They said it couldn't be done (really, several people did say that), but Kevin Aylward told me how to do it. You will respect his authority. To see all posts linking to a particular post, just click on the link right near the post's header. Many thanks to Kevin for the know-how, and to the excellent for the underlying service.


Matt channels the 18th century: Matt Ygelsias:
The real progress paradox isn't "why doesn't all our stuff make us happy" but rather, given that all our stuff pretty clearly doesn't make us happy, how do we come to have all this stuff.
On the personal level, when I got my first cell phone, I was thrilled with it. By a couple weeks ago, as reported on Wonkette, I was at Best Buy complaining about how crappy my old phone was. Then it broke on Friday, and today my spiffy new one should come in the mail. Getting the new phone will make me happy for, maybe, a week or two, but soon enough it's just going to be part of the landscape. That fact is totally clear to me, and yet I still want the new phone. I'm hoping to move out of my shitty basement in a few months into a nicer place, but I'm well aware that after occupying the hypothetical new place for a while, I'll just start taking it for granted.
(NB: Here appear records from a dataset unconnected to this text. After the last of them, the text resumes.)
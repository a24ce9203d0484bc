//! Systematic investment plan: monthly contributions at an expected return

use log::debug;
use serde::{Deserialize, Serialize};

use super::{Breakdown, BreakdownLabels, Calculator};
use crate::error::FieldErrors;
use crate::form::RawForm;
use crate::primitives::periodic_annuity;
use crate::validation::{Checker, FieldSpec, Range, Unit, Validated};

pub const MONTHLY_AMOUNT: FieldSpec = FieldSpec::new(
    "monthly_amount",
    "Monthly investment",
    Range::between(500.0, 1_000_000.0),
    Unit::Amount,
);
pub const YEARS: FieldSpec =
    FieldSpec::new("years", "Investment period", Range::between(1.0, 50.0), Unit::Years);
pub const RATE: FieldSpec =
    FieldSpec::new("rate", "Expected return rate", Range::between(1.0, 30.0), Unit::Percent);

#[derive(Debug, Clone, PartialEq, Serialize, Deserialize)]
pub struct SipInput {
    pub monthly_amount: f64,
    pub years: f64,
    /// Expected annual return in percent
    pub rate: f64,
}

impl SipInput {
    pub fn from_raw(raw: &RawForm) -> (Self, FieldErrors) {
        let input = Self {
            monthly_amount: raw.number(MONTHLY_AMOUNT.name),
            years: raw.number(YEARS.name),
            rate: raw.number(RATE.name),
        };
        (input, FieldErrors::new())
    }
}

#[derive(Debug, Clone, PartialEq, Serialize, Deserialize)]
pub struct SipResult {
    pub invested: f64,
    pub returns: f64,
    pub maturity: f64,
    pub installments: u32,
    /// `maturity / invested`
    pub wealth_gain_multiple: f64,
}

impl Breakdown for SipResult {
    fn invested(&self) -> f64 {
        self.invested
    }
    fn returns(&self) -> f64 {
        self.returns
    }
    fn maturity(&self) -> f64 {
        self.maturity
    }
    fn labels(&self) -> BreakdownLabels {
        BreakdownLabels::INVESTMENT
    }
}

#[derive(Debug, Clone, Copy, Default)]
pub struct SipCalculator;

impl Calculator for SipCalculator {
    type Input = SipInput;
    type Output = SipResult;

    const NAME: &'static str = "sip";

    fn validate(&self, input: &SipInput) -> Result<Validated<SipInput>, FieldErrors> {
        let mut checker = Checker::new();
        checker.check(&MONTHLY_AMOUNT, input.monthly_amount);
        checker.check(&YEARS, input.years);
        checker.check(&RATE, input.rate);
        checker.finish(input.clone())
    }

    fn compute(&self, input: &Validated<SipInput>) -> SipResult {
        // Partial final months are not invested
        let installments = (input.years * 12.0).floor() as u32;
        let maturity = periodic_annuity(input.monthly_amount, input.rate, installments);
        let invested = input.monthly_amount * installments as f64;
        debug!(
            "sip: monthly={:.2} rate={} months={} -> maturity={:.2}",
            input.monthly_amount, input.rate, installments, maturity
        );
        SipResult {
            invested,
            returns: maturity - invested,
            maturity,
            installments,
            wealth_gain_multiple: maturity / invested,
        }
    }
}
On a world-historical level, it doesn't seem that contemporary hunter-gatherers are noteably less happy than people with much, much, much more comfortable lives in the developed world. And today's hunter-gatherers occupy distinctly marginal habitats compared to what was available to similarly-organized societies thousands of years ago. And yet the drive to "progress" on an individual level -- get more cell phones and so forth -- keeps on driving social progress to ever-greater technological development, higher standards of living and so forth.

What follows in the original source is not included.